La siguiente llamada fue para Coleman.

Le conté las mismas cosas.

– ¿Piensas que éste se ha llevado grabada la espiral primaria hasta Mexico City?

– No, John, pienso que Asia debe haber organizado su fuga con la complicidad de ese González y que ahora debe estar en Mexico City. Esperemos que se quede allí. Por otra parte, en este momento no es una ciudad a la que se va para poder seguir el vuelo hacia otros lugares. Y Asia lo sabía. Últimamente había leído los periódicos.

– Entonces, ¿te convenció mi teoría?

– Sí, fue Labscher quien me convenció. Me pregunto qué quiere hacer Asia en Mexico City.

– No lo puedes saber hasta que no la encuentres. Puede ser que se haya enamorado de alguien.

– ¿Por qué no? No es imposible. Era lo único que faltaba.

– Bueno, quizá no éramos muy atrayentes. Es comprensible.

– No, John, nunca es comprensible cuando prefieren a otros, no puede serlo.

– ¿Qué quieres decir?

– Lo que digo, siempre lo que digo. Creo que partiré pronto para San Francisco.

– OK, manténme al tanto.

– Lo haré, adiós.

– Adiós.

– Ah, oye John...

– Dime.

– En tu opinión, si Asia se hubiera puesto a jugar a los caballos ¿hubiera tenido éxito?

– ¿Por qué me lo preguntas?

– Porque quiero saberlo.

– Bueno, creo que sí. Las carreras de caballos están entre los fenómenos más previsibles aun para un sistema normal, es uno de los juegos de azar en que la computadora tiene mayor porcentaje de éxito. Creo que Asia podría ganar casi siempre. Quizá no sumas elevadas, pero con mucha frecuencia.

– Gracias, John, adiós.

Telefoneé a la CSCW y les pedí que me reservaran un billete para Mexico City. Después pedí que me pasaran al jefe:

– Giovanni, nunca se te encuentra. Nunca estás, en ese hotel. Me pregunto si no nos das paraderos falsos, a veces.

– Estaba trabajando, Mike, había salido.

– ¿Cómo va el asunto?

– Es complicado. Ese Payton que te llamó ...
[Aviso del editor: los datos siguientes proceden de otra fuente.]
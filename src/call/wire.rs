use crate::call::{CallId, CallOptions, CibMessage, CibStatus, MessageKind, Payload};
use crate::document::Diff;
use crate::grpc::ProtoCibMessage;
use crate::replication::NodeId;

#[derive(Debug, thiserror::Error)]
pub enum WireError {
    #[error("Unknown message type '{0}'")]
    UnknownKind(String),
    #[error("Missing operation")]
    MissingOperation,
    #[error("Malformed calldata: {0}")]
    Calldata(serde_json::Error),
    #[error("Malformed update diff: {0}")]
    UpdateDiff(serde_json::Error),
    #[error("Failed to encode payload: {0}")]
    Encode(serde_json::Error),
}

pub(crate) fn encode_message(message: &CibMessage) -> Result<ProtoCibMessage, WireError> {
    let calldata = match &message.calldata {
        Some(payload) => serde_json::to_vec(payload).map_err(WireError::Encode)?,
        None => Vec::new(),
    };
    let update_diff = match &message.update_diff {
        Some(diff) => serde_json::to_vec(diff).map_err(WireError::Encode)?,
        None => Vec::new(),
    };

    Ok(ProtoCibMessage {
        msg_type: message.kind.as_str().to_string(),
        operation: message.operation.clone(),
        call_id: message.call_id.as_i32(),
        call_options: message.call_options.bits(),
        client_id: string_or_empty(&message.client_id),
        client_name: string_or_empty(&message.client_name),
        section: string_or_empty(&message.section),
        host: node_or_empty(&message.host),
        origin: node_or_empty(&message.origin),
        has_rc: message.result.is_some(),
        rc: message.result.map(|rc| rc.code()).unwrap_or(0),
        calldata,
        update_diff,
        is_reply: message.is_reply,
        global_update: message.global_update,
        original_operation: string_or_empty(&message.original_operation),
        delegated_from: node_or_empty(&message.delegated_from),
        notify_event: string_or_empty(&message.notify_event),
    })
}

pub(crate) fn decode_message(proto: ProtoCibMessage) -> Result<CibMessage, WireError> {
    let kind = MessageKind::from_wire(&proto.msg_type).ok_or_else(|| WireError::UnknownKind(proto.msg_type.clone()))?;
    if proto.operation.is_empty() && kind != MessageKind::Register {
        return Err(WireError::MissingOperation);
    }

    let calldata = if proto.calldata.is_empty() {
        None
    } else {
        Some(serde_json::from_slice::<Payload>(&proto.calldata).map_err(WireError::Calldata)?)
    };
    let update_diff = if proto.update_diff.is_empty() {
        None
    } else {
        Some(serde_json::from_slice::<Diff>(&proto.update_diff).map_err(WireError::UpdateDiff)?)
    };

    Ok(CibMessage {
        kind,
        operation: proto.operation,
        call_id: CallId::new(proto.call_id),
        call_options: CallOptions::from_bits(proto.call_options),
        client_id: empty_to_none(proto.client_id),
        client_name: empty_to_none(proto.client_name),
        section: empty_to_none(proto.section),
        host: empty_to_none(proto.host).map(NodeId::new),
        origin: empty_to_none(proto.origin).map(NodeId::new),
        result: if proto.has_rc {
            Some(CibStatus::from_code(proto.rc))
        } else {
            None
        },
        calldata,
        update_diff,
        is_reply: proto.is_reply,
        global_update: proto.global_update,
        original_operation: empty_to_none(proto.original_operation),
        delegated_from: empty_to_none(proto.delegated_from).map(NodeId::new),
        notify_event: empty_to_none(proto.notify_event),
    })
}

fn string_or_empty(value: &Option<String>) -> String {
    value.clone().unwrap_or_default()
}

fn node_or_empty(value: &Option<NodeId>) -> String {
    value.as_ref().map(|n| n.as_str().to_string()).unwrap_or_default()
}

fn empty_to_none(value: String) -> Option<String> {
    if value.is_empty() {
        None
    } else {
        Some(value)
    }
}

#[cfg(test)]
mod tests {
    use super::*;
    use crate::document::{empty_document, Element};

    #[test]
    fn optional_fields_survive_the_wire() {
        let mut message = CibMessage::request("modify", CallOptions::SYNC_CALL | CallOptions::CAN_CREATE)
            .with_section("nodes")
            .with_document(Element::new("nodes"));
        message.call_id = CallId::new(12);
        message.origin = Some(NodeId::new("node-a"));
        message.result = Some(CibStatus::NotMaster);

        let decoded = decode_message(encode_message(&message).unwrap()).unwrap();

        assert_eq!(decoded, message);
    }

    #[test]
    fn missing_result_code_stays_missing() {
        let message = CibMessage::request("ping", CallOptions::NONE);
        let proto = encode_message(&message).unwrap();

        assert!(!proto.has_rc);
        assert_eq!(decode_message(proto).unwrap().result, None);
    }

    #[test]
    fn garbage_payload_is_rejected() {
        let mut proto = encode_message(&CibMessage::request("replace", CallOptions::NONE)).unwrap();
        proto.calldata = b"{not json".to_vec();

        assert!(matches!(decode_message(proto), Err(WireError::Calldata(_))));
    }

    #[test]
    fn unknown_kind_is_rejected() {
        let request = CibMessage::request("query", CallOptions::NONE).with_document(empty_document());
        let mut proto = encode_message(&request).unwrap();
        proto.msg_type = "crmd".to_string();

        assert!(matches!(decode_message(proto), Err(WireError::UnknownKind(_))));
    }
}
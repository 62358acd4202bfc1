mod actor;
mod api;
mod call;
mod document;
mod generation;
mod persistence;
mod registry;
mod replication;
mod server;
mod store;
mod grpc {
    include!("../generated/cib.rs");
}

pub use api::connect_remote;
pub use api::try_create_cib_node;
pub use api::CibNode;
pub use api::CibNodeConfig;
pub use api::CibNodeCreationError;
pub use api::CibOptions;
pub use api::CibTransport;
pub use call::notify_events;
pub use call::CallError;
pub use call::CallId;
pub use call::CallOptions;
pub use call::CallOutcome;
pub use call::CibConnection;
pub use call::CibMessage;
pub use call::CibStatus;
pub use call::MessageKind;
pub use call::NotifyCallback;
pub use call::Payload;
pub use call::ReplyCallback;
pub use call::WireError;
pub use document::apply_diff;
pub use document::attrs;
pub use document::calculate_digest;
pub use document::Change;
pub use document::empty_document;
pub use document::parse;
pub use document::serialize;
pub use document::tags;
pub use document::Diff;
pub use document::DiffError;
pub use document::DocumentError;
pub use document::Element;
pub use generation::Generation;
pub use persistence::read_with_recovery;
pub use persistence::validate;
pub use persistence::write_atomic;
pub use persistence::CibFiles;
pub use persistence::CibSource;
pub use persistence::ReadError;
pub use persistence::RecoveredCib;
pub use persistence::WriteError;
pub use persistence::WriteSummary;
pub use replication::CibPeerInfo;
pub use replication::InMemoryNetwork;
pub use replication::NodeId;
pub use replication::Role;
pub use replication::SentMessage;
pub use store::CibStateListener;
pub use store::CibStateSnapshot;
pub use store::FatalError;
pub use store::NodeExit;

// Keep this file to `mod` and `pub use` statements. No `mod` is `pub`, anywhere; types are exported
// one by one.
mod codec;
mod diff;
mod digest;
mod element;
mod sections;

pub use codec::parse;
pub use codec::serialize;
pub use codec::DocumentError;
pub use diff::apply_diff;
pub use diff::Change;
pub use diff::Diff;
pub use diff::DiffError;
pub use digest::calculate_digest;
pub use digest::digest_of_bytes;
pub use element::Element;
pub use element::ElementKey;
pub use sections::attrs;
pub use sections::create_section;
pub use sections::empty_document;
pub use sections::ensure_status;
pub use sections::find_section;
pub use sections::find_section_mut;
pub use sections::latest_schema;
pub use sections::section_path;
pub use sections::tags;
pub use sections::without_status;
pub use sections::SectionError;
pub use sections::KNOWN_SCHEMAS;
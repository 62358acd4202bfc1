use crate::call::CibStatus;
use crate::generation::Generation;
use crate::replication::Role;
use tokio::sync::watch;

/// What an observer can see of a node between two events.
#[derive(Clone, Debug, PartialEq)]
pub struct CibStateSnapshot {
    pub generation: Generation,
    pub role: Role,
    pub resync_count: u32,
    pub writes_enabled: bool,
    pub synced_once: bool,
    /// Generation of the last copy that made it to disk.
    pub last_write: Option<Generation>,
    /// Why the last disk write failed, either `DiskWriteFailed` or `BadPermissions`.
    pub write_error: Option<CibStatus>,
}

pub(crate) fn new(initial_state: CibStateSnapshot) -> (CibStateNotifier, CibStateListener) {
    let (snd, rcv) = watch::channel(initial_state);

    (CibStateNotifier { snd }, CibStateListener { rcv })
}

pub(crate) struct CibStateNotifier {
    snd: watch::Sender<CibStateSnapshot>,
}

impl CibStateNotifier {
    pub(crate) fn notify_new_state(&self, new_state: CibStateSnapshot) {
        let _ = self.snd.send(new_state);
    }
}

#[derive(Clone)]
pub struct CibStateListener {
    rcv: watch::Receiver<CibStateSnapshot>,
}

impl CibStateListener {
    /// Waits for the next published state. `None` once the node is gone.
    pub async fn next(&mut self) -> Option<CibStateSnapshot> {
        match self.rcv.changed().await {
            Ok(_) => Some(self.rcv.borrow().clone()),
            Err(_) => None,
        }
    }

    pub fn current(&self) -> CibStateSnapshot {
        self.rcv.borrow().clone()
    }
}

#[cfg(test)]
mod tests {
    use super::*;

    fn snapshot(num_updates: u32) -> CibStateSnapshot {
        CibStateSnapshot {
            generation: Generation::new(0, 1, num_updates),
            role: Role::Slave,
            resync_count: 0,
            writes_enabled: true,
            synced_once: false,
            last_write: None,
            write_error: None,
        }
    }

    #[tokio::test]
    async fn listener_sees_latest_state() {
        let (notifier, mut listener) = new(snapshot(0));

        notifier.notify_new_state(snapshot(1));
        notifier.notify_new_state(snapshot(2));

        assert_eq!(listener.next().await, Some(snapshot(2)));
        assert_eq!(listener.current(), snapshot(2));

        drop(notifier);
        assert_eq!(listener.next().await, None);
    }
}
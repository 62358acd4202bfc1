use crate::actor::WeakActorClient;
use crate::call::{decode_message, encode_message, CommandReply, SessionError, SessionRouter, WireError};
use crate::grpc::grpc_cib_server::{GrpcCib, GrpcCibServer};
use crate::grpc::{
    proto_command_error, proto_command_result, proto_deliver_error, proto_deliver_result, ProtoCallbackRegistration,
    ProtoCibMessage, ProtoCommandAccepted, ProtoCommandError, ProtoCommandResult, ProtoDeliverError,
    ProtoDeliverResult, ProtoDeliverSuccess, ProtoMalformedMessage, ProtoNotAuthorized, ProtoServerFault,
    ProtoUnknownClient,
};
use crate::replication::NodeId;
use crate::server::RpcServerShutdownSignal;
use std::collections::HashSet;
use std::net::SocketAddr;
use std::sync::Arc;
use tokio::sync::mpsc;
use tokio_stream::wrappers::ReceiverStream;
use tonic::transport::Server;
use tonic::{Request, Response, Status};

const CALLBACK_STREAM_SIZE: usize = 64;

/// RpcServer is the type that implements the CIB gRPC interface: peer delivery plus the two
/// client channels.
pub struct RpcServer {
    logger: slog::Logger,
    local_cib: WeakActorClient,
    sessions: Arc<SessionRouter>,
    // Remote clients are privileged only if the node is configured that way.
    privileged_clients: bool,
    // Deliver is only accepted from these nodes.
    peers: HashSet<NodeId>,
}

impl RpcServer {
    pub(crate) fn new(
        logger: slog::Logger,
        local_cib: WeakActorClient,
        sessions: Arc<SessionRouter>,
        privileged_clients: bool,
        peers: HashSet<NodeId>,
    ) -> Self {
        RpcServer {
            logger,
            local_cib,
            sessions,
            privileged_clients,
            peers,
        }
    }

    pub async fn run(self, socket_addr: SocketAddr, shutdown_signal: RpcServerShutdownSignal) {
        let logger = self.logger.clone();
        slog::info!(logger, "Listening on '{:?}'", socket_addr);

        let result = Server::builder()
            .add_service(GrpcCibServer::new(self))
            .serve_with_shutdown(socket_addr, shutdown_signal.triggered())
            .await;

        slog::info!(logger, "Server run() has exited: {:?}", result);
    }

    async fn handle_deliver(&self, rpc_request: ProtoCibMessage) -> ProtoDeliverResult {
        let message = match decode_message(rpc_request) {
            Ok(message) => message,
            Err(e) => return Self::deliver_error(proto_deliver_error::Err::Malformed(Self::malformed(e))),
        };

        // Peer messages skip the privilege check, so the sender has to be a configured peer.
        let known_peer = message.origin.as_ref().map_or(false, |origin| self.peers.contains(origin));
        if !known_peer {
            slog::warn!(
                self.logger,
                "Refusing '{}' from {:?}, not a cluster peer",
                message.operation,
                message.origin
            );
            return Self::deliver_error(proto_deliver_error::Err::NotAuthorized(ProtoNotAuthorized {
                // Empty
            }));
        }

        match self.local_cib.peer_message(message).await {
            Ok(()) => ProtoDeliverResult {
                result: Some(proto_deliver_result::Result::Ok(ProtoDeliverSuccess {
                    // Empty
                })),
            },
            Err(_) => Self::deliver_error(proto_deliver_error::Err::ServerFault(Self::actor_exited())),
        }
    }

    fn deliver_error(err: proto_deliver_error::Err) -> ProtoDeliverResult {
        ProtoDeliverResult {
            result: Some(proto_deliver_result::Result::Err(ProtoDeliverError { err: Some(err) })),
        }
    }

    async fn handle_command(&self, rpc_request: ProtoCibMessage) -> ProtoCommandResult {
        let message = match decode_message(rpc_request) {
            Ok(message) => message,
            Err(e) => return Self::command_error(proto_command_error::Err::Malformed(Self::malformed(e))),
        };

        let app_result = self.sessions.handle_command(message, self.privileged_clients).await;
        self.convert_command_result(app_result)
    }

    fn convert_command_result(&self, app_result: Result<CommandReply, SessionError>) -> ProtoCommandResult {
        match app_result {
            Ok(CommandReply::Reply(reply)) => match encode_message(&reply) {
                Ok(proto) => ProtoCommandResult {
                    result: Some(proto_command_result::Result::Reply(proto)),
                },
                Err(e) => {
                    slog::error!(self.logger, "Failed to encode reply: {}", e);
                    Self::command_error(proto_command_error::Err::ServerFault(ProtoServerFault {
                        message: e.to_string(),
                    }))
                }
            },
            Ok(CommandReply::Accepted) => ProtoCommandResult {
                result: Some(proto_command_result::Result::Accepted(ProtoCommandAccepted {
                    // Empty
                })),
            },
            Err(SessionError::UnknownClient) => Self::command_error(proto_command_error::Err::UnknownClient(
                ProtoUnknownClient {
                    // Nothing
                },
            )),
            Err(SessionError::ActorExited) => {
                Self::command_error(proto_command_error::Err::ServerFault(Self::actor_exited()))
            }
            Err(SessionError::Fatal(message)) => {
                Self::command_error(proto_command_error::Err::ServerFault(ProtoServerFault { message }))
            }
        }
    }

    fn command_error(err: proto_command_error::Err) -> ProtoCommandResult {
        ProtoCommandResult {
            result: Some(proto_command_result::Result::Err(ProtoCommandError { err: Some(err) })),
        }
    }

    fn malformed(e: WireError) -> ProtoMalformedMessage {
        ProtoMalformedMessage { message: e.to_string() }
    }

    fn actor_exited() -> ProtoServerFault {
        ProtoServerFault {
            message: "Server internal CIB task has exited".to_string(),
        }
    }

    fn open_callback_stream(
        &self,
        registration: ProtoCallbackRegistration,
    ) -> ReceiverStream<Result<ProtoCibMessage, Status>> {
        let (_, mut callbacks) = self.sessions.register(&registration.client_name);
        let (tx, rx) = mpsc::channel(CALLBACK_STREAM_SIZE);
        let logger = self.logger.new(slog::o!("Client" => registration.client_name));

        tokio::spawn(async move {
            while let Some(message) = callbacks.recv().await {
                let proto = match encode_message(&message) {
                    Ok(proto) => proto,
                    Err(e) => {
                        slog::warn!(logger, "Dropping callback message: {}", e);
                        continue;
                    }
                };
                slog::debug!(logger, "ServerWire - {:?}", proto);
                if tx.send(Ok(proto)).await.is_err() {
                    slog::debug!(logger, "Callback stream closed by client");
                    break;
                }
            }
        });

        ReceiverStream::new(rx)
    }
}

#[async_trait::async_trait]
impl GrpcCib for RpcServer {
    async fn deliver(
        &self,
        rpc_request_wrapped: Request<ProtoCibMessage>,
    ) -> Result<Response<ProtoDeliverResult>, Status> {
        let rpc_request = rpc_request_wrapped.into_inner();

        slog::debug!(self.logger, "ServerWire - {:?}", rpc_request);
        let rpc_result = self.handle_deliver(rpc_request).await;
        slog::debug!(self.logger, "ServerWire - {:?}", rpc_result);

        Ok(Response::new(rpc_result))
    }

    async fn command(
        &self,
        rpc_request_wrapped: Request<ProtoCibMessage>,
    ) -> Result<Response<ProtoCommandResult>, Status> {
        let rpc_request = rpc_request_wrapped.into_inner();

        slog::debug!(self.logger, "ServerWire - {:?}", rpc_request);
        let rpc_result = self.handle_command(rpc_request).await;
        slog::debug!(self.logger, "ServerWire - {:?}", rpc_result);

        Ok(Response::new(rpc_result))
    }

    type CallbacksStream = ReceiverStream<Result<ProtoCibMessage, Status>>;

    async fn callbacks(
        &self,
        rpc_request_wrapped: Request<ProtoCallbackRegistration>,
    ) -> Result<Response<Self::CallbacksStream>, Status> {
        let rpc_request = rpc_request_wrapped.into_inner();

        slog::debug!(self.logger, "ServerWire - {:?}", rpc_request);
        Ok(Response::new(self.open_callback_stream(rpc_request)))
    }
}
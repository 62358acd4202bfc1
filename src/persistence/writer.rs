use crate::call::CibStatus;
use crate::document::{attrs, digest_of_bytes, parse, serialize, without_status, DocumentError, Element};
use crate::generation::{stamp_for_write, Generation};
use crate::persistence::series::sync_directory;
use crate::persistence::{sig_path, validate, CibFiles, ReadError};
use chrono::Utc;
use std::fs;
use std::io::{self, Write};
use tempfile::NamedTempFile;

#[derive(Debug, thiserror::Error)]
pub enum WriteError {
    #[error("The on-disk copy was modified outside of the store: {0}")]
    ManualModification(ReadError),
    #[error("Freshly written copy failed verification")]
    VerifyFailed,
    #[error("Write task did not finish: {0}")]
    Aborted(String),
    #[error(transparent)]
    Document(#[from] DocumentError),
    #[error("I/O failure: {0}")]
    Io(#[from] io::Error),
}

impl WriteError {
    /// Result code a failed write is reported with.
    pub fn status(&self) -> CibStatus {
        match self {
            WriteError::Io(e) if e.kind() == io::ErrorKind::PermissionDenied => CibStatus::BadPermissions,
            WriteError::ManualModification(ReadError::Io(e)) if e.kind() == io::ErrorKind::PermissionDenied => {
                CibStatus::BadPermissions
            }
            _ => CibStatus::DiskWriteFailed,
        }
    }
}

#[derive(Clone, Debug, PartialEq)]
pub struct WriteSummary {
    pub generation: Generation,
    pub digest: String,
    /// Sequence number the previous primary was backed up to.
    pub backup: Option<u32>,
}

/// Writes `doc` as the new primary.
///
/// Nothing that was already committed is touched until the new copy and its signature are on
/// disk and verified. The status section is not written and num_updates is stored as 0.
pub fn write_atomic(logger: &slog::Logger, files: &CibFiles, doc: &Element) -> Result<WriteSummary, WriteError> {
    let mut on_disk = stamp_for_write(&without_status(doc));
    on_disk.set_attr(
        attrs::LAST_WRITTEN,
        Utc::now().format("%a %b %e %H:%M:%S %Y").to_string(),
    );
    let generation = Generation::of(&on_disk);

    let primary = files.primary();
    match validate(logger, &primary) {
        Ok(_) | Err(ReadError::Missing(_)) => {}
        Err(e) => {
            slog::error!(logger, "Refusing to overwrite {}: {}", primary.display(), e);
            return Err(WriteError::ManualModification(e));
        }
    }

    let mut doc_tmp = NamedTempFile::new_in(files.directory())?;
    doc_tmp.write_all(&serialize(&on_disk)?)?;
    doc_tmp.as_file().sync_all()?;

    let digest = digest_of_bytes(&fs::read(doc_tmp.path())?)?;

    let mut sig_tmp = NamedTempFile::new_in(files.directory())?;
    sig_tmp.write_all(digest.as_bytes())?;
    sig_tmp.as_file().sync_all()?;

    let reread = fs::read(doc_tmp.path())?;
    if parse(&reread)? != on_disk || digest_of_bytes(&reread)? != digest {
        slog::error!(logger, "Verification of the new copy at generation {} failed", generation);
        return Err(WriteError::VerifyFailed);
    }

    let backup = files.rotate()?;

    doc_tmp.persist(&primary).map_err(|e| e.error)?;
    sig_tmp.persist(sig_path(&primary)).map_err(|e| e.error)?;
    sync_directory(files.directory())?;

    slog::info!(
        logger,
        "Wrote generation {} to {} (digest {}, previous copy in backup {:?})",
        generation,
        primary.display(),
        digest,
        backup
    );

    Ok(WriteSummary {
        generation,
        digest,
        backup,
    })
}

#[cfg(test)]
mod tests {
    use super::*;
    use crate::document::{calculate_digest, empty_document, tags};
    use slog::Drain;
    use tempfile::TempDir;

    fn logger() -> slog::Logger {
        let decorator = slog_term::PlainDecorator::new(std::io::stdout());
        let drain = slog_term::FullFormat::new(decorator).build().fuse();
        let drain = slog_async::Async::new(drain).build().fuse();
        slog::Logger::root(drain, slog::o!())
    }

    fn backups(files: &CibFiles) -> usize {
        (0..files.wrap_limit()).filter(|seq| files.backup(*seq).exists()).count()
    }

    #[test]
    fn repeated_writes_stay_valid_and_rotate_once_each() {
        let log = logger();
        let dir = TempDir::new().unwrap();
        let files = CibFiles::new(dir.path(), "cib", 10);
        let doc = empty_document();

        let first = write_atomic(&log, &files, &doc).unwrap();
        assert!(validate(&log, &files.primary()).is_ok());
        assert_eq!(first.backup, None);
        assert_eq!(backups(&files), 0);

        let second = write_atomic(&log, &files, &doc).unwrap();
        assert!(validate(&log, &files.primary()).is_ok());
        assert_eq!(second.backup, Some(0));
        assert_eq!(backups(&files), 1);

        let stored = fs::read_to_string(sig_path(&files.primary())).unwrap();
        assert_eq!(stored, second.digest);
    }

    #[test]
    fn status_and_update_counter_are_not_persisted() {
        let log = logger();
        let dir = TempDir::new().unwrap();
        let files = CibFiles::new(dir.path(), "cib", 10);
        let mut doc = empty_document();
        Generation::new(1, 2, 3).write_to(&mut doc);

        let summary = write_atomic(&log, &files, &doc).unwrap();
        let on_disk = validate(&log, &files.primary()).unwrap();

        assert_eq!(summary.generation, Generation::new(1, 2, 0));
        assert_eq!(Generation::of(&on_disk), Generation::new(1, 2, 0));
        assert!(on_disk.child(tags::STATUS).is_none());
        assert!(on_disk.attr(attrs::LAST_WRITTEN).is_some());
        assert_eq!(Generation::of(&doc), Generation::new(1, 2, 3));
    }

    #[test]
    fn hand_edited_primary_blocks_the_write() {
        let log = logger();
        let dir = TempDir::new().unwrap();
        let files = CibFiles::new(dir.path(), "cib", 10);
        write_atomic(&log, &files, &empty_document()).unwrap();

        let mut edited = validate(&log, &files.primary()).unwrap();
        edited.set_attr("epoch", "99");
        fs::write(files.primary(), serialize(&edited).unwrap()).unwrap();
        assert_ne!(
            calculate_digest(&edited).unwrap(),
            fs::read_to_string(sig_path(&files.primary())).unwrap()
        );

        let result = write_atomic(&log, &files, &empty_document());

        assert!(matches!(result, Err(WriteError::ManualModification(_))));
        assert_eq!(backups(&files), 0);
    }

    #[test]
    fn failures_map_to_result_codes() {
        let denied = WriteError::Io(io::Error::from(io::ErrorKind::PermissionDenied));
        let unreadable_io = io::Error::from(io::ErrorKind::PermissionDenied);
        let unreadable = WriteError::ManualModification(ReadError::Io(unreadable_io));
        let full = WriteError::Io(io::Error::new(io::ErrorKind::Other, "no space left"));

        assert_eq!(denied.status(), CibStatus::BadPermissions);
        assert_eq!(unreadable.status(), CibStatus::BadPermissions);
        assert_eq!(full.status(), CibStatus::DiskWriteFailed);
        assert_eq!(WriteError::VerifyFailed.status(), CibStatus::DiskWriteFailed);
    }
}
//! This mod is meant to hold most of the code for the library's client-facing API.
mod client;
mod options;
mod wiring;

pub use client::CibNode;
pub use options::CibOptions;
pub use wiring::connect_remote;
pub use wiring::try_create_cib_node;
pub use wiring::CibNodeConfig;
pub use wiring::CibNodeCreationError;
pub use wiring::CibTransport;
– ¿Cómo lo sabes? ¿Entonces te encontró?

– No, me lo imaginé. Como te decía, ese Payton que te llamó está muy preocupado por su software, un software muy especial, muy importante, pero no creo que logremos recuperarlo intacto, será muy difícil. Estáte preparado a polémicas interminables. Yo hago las cosas lo mejor que puedo.

– Haz lo que puedas y no te preocupes.

– OK, muy delicado de tu parte, Mike.

– Es lo menos que puedo hacer por ti, viejo. Sé que tus capacidades son limitadas.

– Gracias querido, adiós.

– Adiós.

Salí de la cabina. Volvía a caer la noche y no había tenido tiempo de descansar un momento. “Es lo bueno del trabajo – me dije – esto es lo que no da una droga fuerte.”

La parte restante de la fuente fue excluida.